The generative AI market is poised for explosive growth. The debut of ChatGPT in late 2022 revealed the potential of generative artificial intelligence (AI). Like other transformative technologies such as the internet, generative AI will require large upfront investment to develop and to commercialize.

We see clear winners and potential followers for at least the next three years. Yet the long-term implications are less certain, and depend on tech firms' adaptability to the evolving AI market, with properly paced and timed investments, good execution, and financial discipline.

From processing units to virtual assistants

image

Implications For Rated Tech Firms Over The Next Three Years

Early beneficiaries of this forecast investment will include:

  • Foundry leader Taiwan Semiconductor Manufacturing Co. Ltd. (TSMC);
  • Fabless chip designers NVIDIA Corp. and Broadcom Inc.;
  • Memory chip producers SK Hynix Inc. and Samsung Electronics Co. Ltd.; and
  • Networking equipment providers Cisco Systems Inc. and electronic manufacturing service (EMS) firm Foxconn Industrial Internet Co. Ltd. (Fii).

All these firms have some technological or capability leadership in the generative AI value chain. They also have ample financial resources to further invest and expand their AI-related technologies and capability.

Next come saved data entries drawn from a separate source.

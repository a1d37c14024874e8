//! Named raster storage.
//!
//! The pipeline keeps its inputs, output, and every intermediate surface in a
//! [`RasterStore`] under string names, the way a GIS mapset holds named maps.
//! Intermediates get run-private names from a [`Scratch`] allocator so that
//! two runs sharing one store can never collide, and the allocator's sweep is
//! invoked on every exit path so no intermediate outlives its run.

use std::collections::HashMap;
use std::process;
use std::sync::atomic::{AtomicU64, Ordering};

use crate::error::{FillError, Result};
use crate::raster::Raster;

/// Monotonic run counter, combined with the pid for scratch-name uniqueness.
static RUN_SEQ: AtomicU64 = AtomicU64::new(0);

/// An in-memory store of named rasters.
#[derive(Debug, Default)]
pub struct RasterStore {
    rasters: HashMap<String, Raster>,
}

impl RasterStore {
    /// Create an empty store.
    pub fn new() -> Self {
        Self::default()
    }

    /// Insert or replace the raster stored under `name`.
    pub fn write(&mut self, name: &str, raster: Raster) {
        self.rasters.insert(name.to_string(), raster);
    }

    /// Look up the raster stored under `name`.
    ///
    /// # Errors
    ///
    /// Returns [`FillError::RasterNotFound`] if no raster has that name.
    pub fn read(&self, name: &str) -> Result<&Raster> {
        self.rasters.get(name).ok_or_else(|| FillError::RasterNotFound {
            name: name.to_string(),
        })
    }

    /// Rename a stored raster, replacing any raster already under `new`.
    ///
    /// # Errors
    ///
    /// Returns [`FillError::RasterNotFound`] if `old` does not exist.
    pub fn rename(&mut self, old: &str, new: &str) -> Result<()> {
        let raster = self
            .rasters
            .remove(old)
            .ok_or_else(|| FillError::RasterNotFound {
                name: old.to_string(),
            })?;
        self.rasters.insert(new.to_string(), raster);
        Ok(())
    }

    /// Remove the named rasters. Names that don't exist are skipped.
    pub fn remove<I, S>(&mut self, names: I)
    where
        I: IntoIterator<Item = S>,
        S: AsRef<str>,
    {
        for name in names {
            self.rasters.remove(name.as_ref());
        }
    }

    /// Whether a raster is stored under `name`.
    pub fn contains(&self, name: &str) -> bool {
        self.rasters.contains_key(name)
    }

    /// Number of stored rasters.
    pub fn len(&self) -> usize {
        self.rasters.len()
    }

    /// Whether the store is empty.
    pub fn is_empty(&self) -> bool {
        self.rasters.is_empty()
    }
}

/// Allocator for run-private intermediate raster names.
///
/// Every name carries the process id and a per-process run counter, so
/// concurrent runs against a shared store stay disjoint. The owner must call
/// [`Scratch::sweep`] once the run is over, successful or not.
#[derive(Debug)]
pub struct Scratch {
    prefix: String,
    issued: Vec<String>,
}

impl Scratch {
    /// Start a new scratch namespace.
    pub fn new() -> Self {
        let seq = RUN_SEQ.fetch_add(1, Ordering::Relaxed);
        Self {
            prefix: format!("gapfill.tmp.{}.{}", process::id(), seq),
            issued: Vec::new(),
        }
    }

    /// Allocate a scratch name tagged `tag` and remember it for the sweep.
    pub fn name(&mut self, tag: &str) -> String {
        let name = format!("{}.{}", self.prefix, tag);
        self.issued.push(name.clone());
        name
    }

    /// Remove every allocated name from `store`.
    pub fn sweep(&self, store: &mut RasterStore) {
        store.remove(&self.issued);
    }
}

impl Default for Scratch {
    fn default() -> Self {
        Self::new()
    }
}

#[cfg(test)]
mod tests {
    use super::*;
    use crate::region::Region;

    fn raster() -> Raster {
        Raster::filled(
            Region::from_grid(0.0, 60.0, 2, 2, 30.0, 30.0).unwrap(),
            1.0,
        )
    }

    #[test]
    fn test_write_read() {
        let mut store = RasterStore::new();
        store.write("dem", raster());
        assert!(store.contains("dem"));
        assert_eq!(store.read("dem").unwrap().valid_count(), 4);
    }

    #[test]
    fn test_read_missing() {
        let store = RasterStore::new();
        let err = store.read("nope").unwrap_err();
        match err {
            FillError::RasterNotFound { name } => assert_eq!(name, "nope"),
            other => panic!("unexpected error: {other}"),
        }
    }

    #[test]
    fn test_rename() {
        let mut store = RasterStore::new();
        store.write("a", raster());
        store.rename("a", "b").unwrap();
        assert!(!store.contains("a"));
        assert!(store.contains("b"));

        assert!(store.rename("a", "c").is_err());
    }

    #[test]
    fn test_remove_is_best_effort() {
        let mut store = RasterStore::new();
        store.write("a", raster());
        store.remove(["a", "missing"]);
        assert!(store.is_empty());
    }

    #[test]
    fn test_scratch_names_are_unique_and_swept() {
        let mut store = RasterStore::new();
        let mut s1 = Scratch::new();
        let mut s2 = Scratch::new();

        let n1 = s1.name("mask");
        let n2 = s2.name("mask");
        assert_ne!(n1, n2);

        store.write(&n1, raster());
        store.write(&n2, raster());
        store.write("keep", raster());

        s1.sweep(&mut store);
        assert!(!store.contains(&n1));
        assert!(store.contains(&n2));
        assert!(store.contains("keep"));

        s2.sweep(&mut store);
        assert_eq!(store.len(), 1);
    }
}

We also believe server vendors, including Lenovo Group Ltd., Dell Technologies Inc., and Hewlett Packard Enterprise Co. (HPE) will see incremental sales of generative AI servers. This is despite competition from original design manufacturers (ODM) and additional efforts needed to recalibrate their product portfolios, which are now heavily exposed to conventional servers.

Table 1

Rating implications of generative AI are largely positive
Tech subsectors  Rated firms  Preliminary assessment on rating implication from generative AI 
Fabless chip designer  NVIDIA Corp. (A+/Stable/A-1+)  Positive 
Broadcom Inc. (BBB-/Watch Pos/A-3)  Positive 
Foundry  Taiwan Semiconductor Manufacturing Co. Ltd. (TSMC, AA-/Stable/--)  Positive 
Memory chip  SK Hynix Inc. (BBB-/Negative/--)  Positive 
Samsung Electronics Co. Ltd. (AA-/Stable/A-1+)  Modestly positive 
Micron Technology Inc. (BBB-/Stable/--)  Neutral 
Networking  Cisco Systems, Inc. (AA-/Stable/A-1+)  Positive 
Server vendors  Hewlett Packard Enterprise Co. (BBB/Stable/A-2)  Modestly positive  
Dell Technologies Inc. (BBB/Stable/--)  Modestly positive 
Lenovo Group Ltd. (BBB/Stable/--)  Modestly positive* 
EMS/ODM  Foxconn Industrial Internet Co., Ltd. (A-/Stable/--)  Positive 
*Our base case assumes the that recent U.S. controls on tech exports control will not disrupt Lenovo's generative AI server business, so long as the production and sales are in unrestricted overseas markets. EMS--Electronic manufacturing service. ODM--Original design manufacturer.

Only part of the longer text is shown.